Requirement
In the entries below, find every line holding the string "footer" and collect it.

Top of Material shown

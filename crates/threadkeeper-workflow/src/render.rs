// SPDX-FileCopyrightText: 2026 Threadkeeper Contributors
// SPDX-License-Identifier: MIT OR Apache-2.0

//! Text and embeds posted by the workflow.

use chrono::{DateTime, Utc};

use threadkeeper_core::types::{ChannelInfo, ChatMessage, ChatUser, Embed, OutboundMessage};

use crate::correlation::{correlation_tag, short_task_id};
use crate::stats::ThreadStats;

/// Embed colour for completion records.
pub const COMPLETED_COLOUR: u32 = 0x00FF00;

/// Last message of every transcript.
pub const CLOSING_MARKER: &str = "--- End of Thread Content ---";

/// Platform cap on thread names.
pub const MAX_THREAD_NAME: usize = 100;

const MAX_EMBED_TITLE: usize = 256;
const STARTER_SNIPPET: usize = 200;
const STANDALONE_SNIPPET: usize = 1000;

/// `Mon, Jan 5, 2026, 03:04 PM UTC`.
pub fn format_timestamp(at: DateTime<Utc>) -> String {
    at.format("%a, %b %-d, %Y, %I:%M %p UTC").to_string()
}

/// First `max` characters of `text`, with `...` appended when cut.
pub fn snippet(text: &str, max: usize) -> String {
    if text.chars().count() <= max {
        text.to_string()
    } else {
        let head: String = text.chars().take(max).collect();
        format!("{head}...")
    }
}

fn truncate_chars(text: &str, max: usize) -> String {
    text.chars().take(max).collect()
}

/// Name of the transcript thread for a source thread.
pub fn transcript_thread_name(source_name: &str) -> String {
    truncate_chars(&format!("✅ {source_name}"), MAX_THREAD_NAME)
}

/// Warning posted first in a transcript whose window hit the fetch limit.
pub fn truncation_warning(fetch_limit: u8) -> String {
    format!(
        "⚠️ **Note:** This thread had more than {fetch_limit} messages. \
         Only the most recent {fetch_limit} are archived here."
    )
}

/// One replayed message: author, time, content, then embed and attachment
/// notes.
pub fn transcript_entry(message: &ChatMessage) -> String {
    let mut entry = format!(
        "**{}** ({}):\n{}",
        message.author.tag,
        format_timestamp(message.created_at),
        message.content
    );
    if message.embed_count > 0 {
        entry.push_str("\n[Message contained embeds]");
    }
    if !message.attachments.is_empty() {
        entry.push_str("\n**Attachments:**");
        for attachment in &message.attachments {
            entry.push_str(&format!("\n- {}: {}", attachment.name, attachment.url));
        }
    }
    entry
}

/// Inputs to the completion-channel header for an archived thread.
#[derive(Debug)]
pub struct ArchiveHeader<'a> {
    pub source: &'a ChannelInfo,
    pub actor: &'a ChatUser,
    pub starter: Option<&'a ChatMessage>,
    pub stats: &'a ThreadStats,
    pub completed_at: DateTime<Utc>,
    pub source_link: String,
    /// Link to the transcript thread, known once it has been started.
    pub archive_link: Option<String>,
}

impl ArchiveHeader<'_> {
    pub fn render(&self) -> OutboundMessage {
        let content = format!(
            "## Thread Completed ✅\n**Thread:** {}\n**Marked complete by:** {}\n**Completed at:** {}",
            self.source.name,
            self.actor.tag,
            format_timestamp(self.completed_at)
        );

        let mut embed = Embed {
            title: Some(snippet(
                &format!("✅ Task Completed: {}", self.source.name),
                MAX_EMBED_TITLE - 3,
            )),
            description: Some(format!(
                "This thread was marked as completed by {} and archived.",
                self.actor.mention
            )),
            colour: Some(COMPLETED_COLOUR),
            footer: Some(format!(
                "Task ID: {} · {}",
                short_task_id(self.source.id),
                correlation_tag(self.source.id)
            )),
            timestamp: Some(self.completed_at),
            ..Default::default()
        }
        .field("📊 Thread Stats", self.stats.summary());

        if let Some(starter) = self.starter {
            let text = if starter.content.trim().is_empty() {
                "(no text)".to_string()
            } else {
                snippet(starter.content.trim(), STARTER_SNIPPET)
            };
            embed = embed.field("🧵 Started By", format!("{}: {}", starter.author.tag, text));
        }

        let mut links = format!("• [Original Thread]({})", self.source_link);
        if let Some(archive) = &self.archive_link {
            links.push_str(&format!("\n• [Archive Copy]({archive})"));
        }
        embed = embed.field("🔗 Links", links);

        OutboundMessage::text(content).with_embed(embed)
    }
}

/// Posted in the source thread right before it is locked.
pub fn closure_notice(actor: &ChatUser, anchor_link: &str) -> String {
    format!(
        "✅ This thread was marked complete by {} and archived: {anchor_link}\n\
         Use the **Reopen Thread** button on the archive record to bring it back.",
        actor.mention
    )
}

/// Inputs to the completion notice for a message that is not in a thread.
#[derive(Debug)]
pub struct StandaloneNotice<'a> {
    pub message: &'a ChatMessage,
    pub actor: &'a ChatUser,
    pub completed_at: DateTime<Utc>,
    pub message_link: String,
}

impl StandaloneNotice<'_> {
    fn task_text(&self) -> String {
        let trimmed = self.message.content.trim();
        if !trimmed.is_empty() {
            snippet(trimmed, STANDALONE_SNIPPET)
        } else if self.message.embed_count > 0 {
            "(Message contained embeds)".to_string()
        } else if !self.message.attachments.is_empty() {
            "(Message contained attachments)".to_string()
        } else {
            "(Empty message)".to_string()
        }
    }

    pub fn render(&self) -> OutboundMessage {
        OutboundMessage::text(format!(
            "## Task Completed ✅\n**Task:** {}\n**Originally posted by:** {}\n\
             **Marked complete by:** {}\n**Completed at:** {}\n**Original Message Link:** {}",
            self.task_text(),
            self.message.author.tag,
            self.actor.tag,
            format_timestamp(self.completed_at),
            self.message_link
        ))
    }

    /// Short embed posted after the notice; `notice_link` points at it.
    pub fn summary(&self, notice_link: &str) -> OutboundMessage {
        let details = snippet(&self.task_text(), STARTER_SNIPPET);
        OutboundMessage::embed(
            Embed {
                title: Some("✅ Task Completed".to_string()),
                description: Some(format!(
                    "This task was marked as completed by {} and archived.",
                    self.actor.mention
                )),
                colour: Some(COMPLETED_COLOUR),
                footer: Some(format!("Task ID: {}", short_task_id(self.message.id))),
                timestamp: Some(self.completed_at),
                ..Default::default()
            }
            .field("📝 Task Details", details)
            .field(
                "🔗 Links",
                format!(
                    "• [Original Message]({})\n• [Archive Copy]({notice_link})",
                    self.message_link
                ),
            ),
        )
    }
}

/// Posted inside a reopened thread.
pub fn reopened_in_thread(actor: &ChatUser) -> String {
    format!("🔄 This thread was reopened by {}.", actor.mention)
}

/// Posted in the parent channel of a reopened thread.
pub fn reopened_in_parent(thread_name: &str, actor: &ChatUser, thread_link: &str) -> String {
    format!(
        "🔄 **{thread_name}** was reopened by {}: {thread_link}",
        actor.mention
    )
}

/// Posted in the monitored channel when the source thread is gone.
pub fn reopened_without_source(actor: &ChatUser, source_thread: &str) -> String {
    format!(
        "🔄 {} reopened an archived task, but its original thread ({source_thread}) \
         could not be found.",
        actor.mention
    )
}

Bottom of Material shown

Response to this exercise
            footer: Some(format!(
                footer: Some(format!("Task ID: {}", short_task_id(self.message.id))),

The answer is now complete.